On arrival, we were glad that it’s not undeveloped land which the outdated Google Map’s satellite view showed us. That’s when we also learnt that the location is named the Bay East Gardens.
We promptly setup our equipment and began our shoot as dawn breaks. There is no time to waste! Unfortunately, just as we got our equipment ready, the lights of the Singapore Flyer turned off right at that moment.
It’s quite a wide scene and I am unable to squeeze it into one frame even though I am using a pretty wide 12-24mm on my Nikon D200 (18-36mm 35mm equivalent.) Time for a panoramic shot.

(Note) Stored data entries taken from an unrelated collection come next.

use std::collections::VecDeque;
use std::sync::{Mutex, MutexGuard};

use crate::drivers::{SamplePacket, SimError};

/// Samples kept per source when nothing else is configured.
pub const DEFAULT_CAPACITY_SAMPLES: usize = 48_000;

struct Ring {
    samples: VecDeque<f32>, // sample-major, num_channels per sample
    sample_indices: VecDeque<u64>,
    timestamps: VecDeque<f64>,
    event_codes: VecDeque<u64>,
    overwritten: u64,
}

impl Ring {
    fn len(&self) -> usize {
        self.sample_indices.len()
    }

    fn drop_oldest(&mut self, count: usize, num_channels: usize) {
        self.samples.drain(..count * num_channels);
        self.sample_indices.drain(..count);
        self.timestamps.drain(..count);
        self.event_codes.drain(..count);
    }
}

/// Bounded ring of recent samples shared between one generator thread and
/// one consumer.
///
/// Every operation takes the internal lock once, so a concurrent `append`
/// and `drain` never observe a partially copied packet. When full, the
/// oldest samples are overwritten and counted in `overwritten_samples`.
pub struct ChannelBuffer {
    num_channels: usize,
    capacity: usize,
    ring: Mutex<Ring>,
}

impl ChannelBuffer {
    pub fn new(num_channels: usize, capacity: usize) -> Result<Self, SimError> {
        if num_channels == 0 {
            return Err(SimError::InvalidChannelCount(0));
        }
        if capacity == 0 || num_channels.checked_mul(capacity).is_none() {
            return Err(SimError::InvalidBufferCapacity);
        }
        // Grows on demand up to `capacity`.
        Ok(Self {
            num_channels,
            capacity,
            ring: Mutex::new(Ring {
                samples: VecDeque::new(),
                sample_indices: VecDeque::new(),
                timestamps: VecDeque::new(),
                event_codes: VecDeque::new(),
                overwritten: 0,
            }),
        })
    }

    pub fn with_history_seconds(
        num_channels: usize,
        sample_rate_hz: f64,
        history_seconds: f64,
    ) -> Result<Self, SimError> {
        if !(sample_rate_hz.is_finite() && sample_rate_hz > 0.0) {
            return Err(SimError::InvalidSampleRate(sample_rate_hz));
        }
        let capacity = (sample_rate_hz * history_seconds).ceil();
        if !(capacity.is_finite() && capacity >= 1.0) {
            return Err(SimError::InvalidBufferCapacity);
        }
        Self::new(num_channels, capacity as usize)
    }

    fn lock(&self) -> MutexGuard<'_, Ring> {
        // A panicking writer leaves the ring structurally intact.
        self.ring.lock().unwrap_or_else(|poisoned| poisoned.into_inner())
    }

    pub fn num_channels(&self) -> usize {
        self.num_channels
    }

    /// Maximum number of samples retained.
    pub fn capacity(&self) -> usize {
        self.capacity
    }

    pub fn len(&self) -> usize {
        self.lock().len()
    }

    pub fn is_empty(&self) -> bool {
        self.len() == 0
    }

    /// Samples lost to overwriting since construction or `reset_counters`.
    pub fn overwritten_samples(&self) -> u64 {
        self.lock().overwritten
    }

    pub fn append(&self, packet: &SamplePacket) -> Result<(), SimError> {
        packet.validate()?;
        if packet.num_channels() != self.num_channels {
            return Err(SimError::ChannelMismatch {
                expected: self.num_channels,
                actual: packet.num_channels(),
            });
        }
        // Only the newest `capacity` samples of an oversized packet can survive.
        let incoming = packet.len();
        let skip = incoming.saturating_sub(self.capacity);
        let kept = incoming - skip;

        let mut ring = self.lock();
        let overflow = (ring.len() + kept).saturating_sub(self.capacity);
        if overflow > 0 {
            ring.drop_oldest(overflow, self.num_channels);
        }
        ring.overwritten += (overflow + skip) as u64;

        let ch = self.num_channels;
        ring.samples
            .extend(packet.samples[skip * ch..].iter().copied());
        ring.sample_indices
            .extend(packet.sample_indices[skip..].iter().copied());
        ring.timestamps
            .extend(packet.timestamps[skip..].iter().copied());
        ring.event_codes
            .extend(packet.event_codes[skip..].iter().copied());
        Ok(())
    }

    /// Removes and returns up to `max_samples` of the oldest samples.
    pub fn drain(&self, max_samples: usize) -> SamplePacket {
        let mut ring = self.lock();
        let take = max_samples.min(ring.len());
        let ch = self.num_channels;
        let mut out = SamplePacket::with_capacity(ch, take);
        out.samples.extend(ring.samples.drain(..take * ch));
        out.sample_indices.extend(ring.sample_indices.drain(..take));
        out.timestamps.extend(ring.timestamps.drain(..take));
        out.event_codes.extend(ring.event_codes.drain(..take));
        out
    }

    /// Copies the newest `max_samples` without consuming them.
    pub fn snapshot(&self, max_samples: usize) -> SamplePacket {
        let ring = self.lock();
        let take = max_samples.min(ring.len());
        let skip = ring.len() - take;
        let ch = self.num_channels;
        let mut out = SamplePacket::with_capacity(ch, take);
        out.samples.extend(ring.samples.iter().skip(skip * ch).copied());
        out.sample_indices
            .extend(ring.sample_indices.iter().skip(skip).copied());
        out.timestamps.extend(ring.timestamps.iter().skip(skip).copied());
        out.event_codes.extend(ring.event_codes.iter().skip(skip).copied());
        out
    }

    /// Empties the ring. Callers must ensure the writer is idle.
    pub fn clear(&self) {
        let mut ring = self.lock();
        ring.samples.clear();
        ring.sample_indices.clear();
        ring.timestamps.clear();
        ring.event_codes.clear();
    }

    pub fn reset_counters(&self) {
        self.lock().overwritten = 0;
    }
}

The following is stitched from 8 individual shots. I had to work quickly as the dawn is also breaking quickly. By the time I reached the right side of the scene, it was quite a bit brighter than when I started. The exposures were matched during post processing.
Soon enough, the sun rose and cast the wonderful golden glow on the buildings. Not having a ND filter, I used the multiple-exposure technique I learnt last week to smooth out the ripples. Annoyingly, speedboats have also started to race across the bay, disturbing the otherwise quiet waters. We had to wait a bit for the water to calm down before making our shots.
And once again, a panoramic stitch. Each individual shot is actually made up of 10 merged multi-exposures.
I’m glad that I battled sleepiness in the god-forsaken hours to make the trip down. It’s sure worth it, and it’s a new viewpoint that we can come back to in future.